Data listing:
*** Begin section ***

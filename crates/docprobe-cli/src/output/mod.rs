//! # Output Formatting
//!
//! Commands print either human-readable text or machine-readable JSON.
//!
//! ```bash
//! docprobe resolve Button                 # text
//! docprobe resolve Button --json          # one JSON object
//! docprobe batch Button Checkbox -f jsonl # one JSON object per line
//! ```
//!
//! Text is the default even when stdout is piped, so `docprobe resolve
//! --no-validate Button` stays usable in shell substitutions.

mod text;

use std::io::Write;

use anyhow::Result;
use clap::{Args, ValueEnum};
use serde::Serialize;

pub use text::{print_failure, print_found, write_candidates, write_not_found, write_status_line};

/// Output format for CLI results.
#[derive(Copy, Clone, Debug, Default, PartialEq, Eq, Hash, Serialize, ValueEnum)]
#[serde(rename_all = "lowercase")]
pub enum OutputFormat {
    /// Human-readable formatted text (default).
    #[default]
    Text,
    /// JSON format for machine consumption.
    Json,
    /// JSON Lines format (one JSON object per line).
    Jsonl,
}

impl OutputFormat {
    /// Check if this format is machine-readable (JSON or JSONL).
    #[must_use]
    pub const fn is_machine_readable(self) -> bool {
        matches!(self, Self::Json | Self::Jsonl)
    }
}

impl std::fmt::Display for OutputFormat {
    fn fmt(&self, f: &mut std::fmt::Formatter<'_>) -> std::fmt::Result {
        match self {
            Self::Text => write!(f, "text"),
            Self::Json => write!(f, "json"),
            Self::Jsonl => write!(f, "jsonl"),
        }
    }
}

/// Shared clap argument for commands that accept an output format.
#[derive(Args, Clone, Debug, Default, PartialEq, Eq)]
pub struct FormatArg {
    /// Output format (text, json, jsonl)
    #[arg(short = 'f', long = "format", value_enum, env = "DOCPROBE_OUTPUT_FORMAT")]
    pub format: Option<OutputFormat>,

    /// Output as JSON (shorthand for --format json)
    #[arg(long, conflicts_with = "format")]
    pub json: bool,
}

impl FormatArg {
    /// Returns the effective output format.
    #[must_use]
    pub fn resolve(&self) -> OutputFormat {
        if self.json {
            return OutputFormat::Json;
        }
        self.format.unwrap_or_default()
    }
}

/// Print `value` as pretty JSON (or compact JSON for JSONL) on stdout.
pub fn print_json<T: Serialize>(value: &T, format: OutputFormat) -> Result<()> {
    let rendered = match format {
        OutputFormat::Jsonl => serde_json::to_string(value)?,
        OutputFormat::Json | OutputFormat::Text => serde_json::to_string_pretty(value)?,
    };
    writeln!(std::io::stdout(), "{rendered}")?;
    Ok(())
}

/// Print a sequence of JSON values: an array for JSON, one line each for JSONL.
pub fn print_json_list<T: Serialize>(values: &[T], format: OutputFormat) -> Result<()> {
    if format == OutputFormat::Jsonl {
        for value in values {
            print_json(value, format)?;
        }
        Ok(())
    } else {
        print_json(&values, format)
    }
}

#[cfg(test)]
mod tests {
    use super::*;

    #[test]
    fn test_format_arg_defaults_to_text() {
        assert_eq!(FormatArg::default().resolve(), OutputFormat::Text);
    }

    #[test]
    fn test_json_shorthand() {
        let arg = FormatArg {
            format: None,
            json: true,
        };
        assert_eq!(arg.resolve(), OutputFormat::Json);
    }

    #[test]
    fn test_machine_readable() {
        assert!(OutputFormat::Json.is_machine_readable());
        assert!(OutputFormat::Jsonl.is_machine_readable());
        assert!(!OutputFormat::Text.is_machine_readable());
        assert_eq!(OutputFormat::Jsonl.to_string(), "jsonl");
    }
}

*** End section ***

What you will do:
Every record is to be repeated exactly as it stands above.

Output of the exercise:
filename crates/docprobe-cli/src/output/mod.rs
//! # Output Formatting
//!
//! Commands print either human-readable text or machine-readable JSON.
//!
//! ```bash
//! docprobe resolve Button                 # text
//! docprobe resolve Button --json          # one JSON object
//! docprobe batch Button Checkbox -f jsonl # one JSON object per line
//! ```
//!
//! Text is the default even when stdout is piped, so `docprobe resolve
//! --no-validate Button` stays usable in shell substitutions.

mod text;

use std::io::Write;

use anyhow::Result;
use clap::{Args, ValueEnum};
use serde::Serialize;

pub use text::{print_failure, print_found, write_candidates, write_not_found, write_status_line};

/// Output format for CLI results.
#[derive(Copy, Clone, Debug, Default, PartialEq, Eq, Hash, Serialize, ValueEnum)]
#[serde(rename_all = "lowercase")]
pub enum OutputFormat {
    /// Human-readable formatted text (default).
    #[default]
    Text,
    /// JSON format for machine consumption.
    Json,
    /// JSON Lines format (one JSON object per line).
    Jsonl,
}

impl OutputFormat {
    /// Check if this format is machine-readable (JSON or JSONL).
    #[must_use]
    pub const fn is_machine_readable(self) -> bool {
        matches!(self, Self::Json | Self::Jsonl)
    }
}

impl std::fmt::Display for OutputFormat {
    fn fmt(&self, f: &mut std::fmt::Formatter<'_>) -> std::fmt::Result {
        match self {
            Self::Text => write!(f, "text"),
            Self::Json => write!(f, "json"),
            Self::Jsonl => write!(f, "jsonl"),
        }
    }
}

/// Shared clap argument for commands that accept an output format.
#[derive(Args, Clone, Debug, Default, PartialEq, Eq)]
pub struct FormatArg {
    /// Output format (text, json, jsonl)
    #[arg(short = 'f', long = "format", value_enum, env = "DOCPROBE_OUTPUT_FORMAT")]
    pub format: Option<OutputFormat>,

    /// Output as JSON (shorthand for --format json)
    #[arg(long, conflicts_with = "format")]
    pub json: bool,
}

impl FormatArg {
    /// Returns the effective output format.
    #[must_use]
    pub fn resolve(&self) -> OutputFormat {
        if self.json {
            return OutputFormat::Json;
        }
        self.format.unwrap_or_default()
    }
}

/// Print `value` as pretty JSON (or compact JSON for JSONL) on stdout.
pub fn print_json<T: Serialize>(value: &T, format: OutputFormat) -> Result<()> {
    let rendered = match format {
        OutputFormat::Jsonl => serde_json::to_string(value)?,
        OutputFormat::Json | OutputFormat::Text => serde_json::to_string_pretty(value)?,
    };
    writeln!(std::io::stdout(), "{rendered}")?;
    Ok(())
}

/// Print a sequence of JSON values: an array for JSON, one line each for JSONL.
pub fn print_json_list<T: Serialize>(values: &[T], format: OutputFormat) -> Result<()> {
    if format == OutputFormat::Jsonl {
        for value in values {
            print_json(value, format)?;
        }
        Ok(())
    } else {
        print_json(&values, format)
    }
}

#[cfg(test)]
mod tests {
    use super::*;

    #[test]
    fn test_format_arg_defaults_to_text() {
        assert_eq!(FormatArg::default().resolve(), OutputFormat::Text);
    }

    #[test]
    fn test_json_shorthand() {
        let arg = FormatArg {
            format: None,
            json: true,
        };
        assert_eq!(arg.resolve(), OutputFormat::Json);
    }

    #[test]
    fn test_machine_readable() {
        assert!(OutputFormat::Json.is_machine_readable());
        assert!(OutputFormat::Jsonl.is_machine_readable());
        assert!(!OutputFormat::Text.is_machine_readable());
        assert_eq!(OutputFormat::Jsonl.to_string(), "jsonl");
    }
}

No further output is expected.